How to complete this task: Reproduce only the lines that run from the line with "async fn destroy_node(&self, id: &str)" to the last line of the material, both ends included, exactly as they appear.

Records for processing:
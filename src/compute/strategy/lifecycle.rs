//! Resume / Start / Stop / Reboot / Destroy Strategies
//!
//! Same shape as suspend: decode the handle, issue exactly one provider
//! call, then re-fetch. Destroy skips the re-fetch.

use super::refetch;
use crate::domain::handle::{decode_handle, Handle};
use crate::domain::node::NodeMetadata;
use crate::domain::ports::{
    ComputeApi, DestroyNodeStrategy, GetNodeMetadataStrategyRef, RebootNodeStrategy,
    ResumeNodeStrategy, StartNodeStrategy, StopNodeStrategy,
};
use crate::error::Result;
use async_trait::async_trait;
use std::sync::Arc;
use tracing::debug;

/// Provider call issued by a lifecycle strategy
#[derive(Debug, Clone, Copy, PartialEq, Eq)]
pub enum NodeAction {
    Resume,
    Start,
    Stop,
    Reboot,
    Destroy,
}

impl std::fmt::Display for NodeAction {
    fn fmt(&self, f: &mut std::fmt::Formatter<'_>) -> std::fmt::Result {
        match self {
            NodeAction::Resume => write!(f, "resume"),
            NodeAction::Start => write!(f, "start"),
            NodeAction::Stop => write!(f, "stop"),
            NodeAction::Reboot => write!(f, "reboot"),
            NodeAction::Destroy => write!(f, "destroy"),
        }
    }
}

async fn issue<A: ComputeApi>(api: &A, handle: &Handle, action: NodeAction) -> Result<()> {
    debug!(provider = api.provider_id(), %handle, %action, "issuing node action");

    let (region, id) = (handle.region(), handle.local_id());
    match action {
        NodeAction::Resume => api.resume_instance(region, id).await,
        NodeAction::Start => api.start_instance(region, id).await,
        // Plain stop, suspend is the state-preserving variant
        NodeAction::Stop => api.stop_instance(region, id, false).await,
        NodeAction::Reboot => api.reboot_instance(region, id).await,
        NodeAction::Destroy => api.terminate_instance(region, id).await,
    }
}

/// Decode, act, re-fetch
struct ActionThenRefetch<A: ComputeApi> {
    api: Arc<A>,
    get_node: GetNodeMetadataStrategyRef,
}

impl<A: ComputeApi> ActionThenRefetch<A> {
    async fn run(&self, id: &str, action: NodeAction) -> Result<NodeMetadata> {
        let handle = decode_handle(id)?;
        issue(self.api.as_ref(), &handle, action).await?;
        refetch(
            self.get_node.as_ref(),
            self.api.provider_id(),
            id,
            &action.to_string(),
        )
        .await
    }
}

macro_rules! refetching_strategy {
    ($(#[$doc:meta])* $name:ident, $trait_:ident, $method:ident, $action:expr) => {
        $(#[$doc])*
        pub struct $name<A: ComputeApi>(ActionThenRefetch<A>);

        impl<A: ComputeApi> $name<A> {
            pub fn new(api: Arc<A>, get_node: GetNodeMetadataStrategyRef) -> Self {
                Self(ActionThenRefetch { api, get_node })
            }
        }

        #[async_trait]
        impl<A: ComputeApi + 'static> $trait_ for $name<A> {
            async fn $method(&self, id: &str) -> Result<NodeMetadata> {
                self.0.run(id, $action).await
            }
        }
    };
}

refetching_strategy!(
    /// Resume a suspended node
    ResumeNode, ResumeNodeStrategy, resume_node, NodeAction::Resume
);
refetching_strategy!(StartNode, StartNodeStrategy, start_node, NodeAction::Start);
refetching_strategy!(
    /// Stop without state preservation
    StopNode, StopNodeStrategy, stop_node, NodeAction::Stop
);
refetching_strategy!(RebootNode, RebootNodeStrategy, reboot_node, NodeAction::Reboot);

/// Terminate a node. Nothing is re-fetched, the node ceases to exist.
pub struct DestroyNode<A: ComputeApi> {
    api: Arc<A>,
}

impl<A: ComputeApi> DestroyNode<A> {
    pub fn new(api: Arc<A>) -> Self {
        Self { api }
    }
}

#[async_trait]
impl<A: ComputeApi + 'static> DestroyNodeStrategy for DestroyNode<A> {
    async fn destroy_node(&self, id: &str) -> Result<()> {
        let handle = decode_handle(id)?;
        issue(self.api.as_ref(), &handle, NodeAction::Destroy).await
    }
}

Answer section:
    async fn destroy_node(&self, id: &str) -> Result<()> {
        let handle = decode_handle(id)?;
        issue(self.api.as_ref(), &handle, NodeAction::Destroy).await
    }
}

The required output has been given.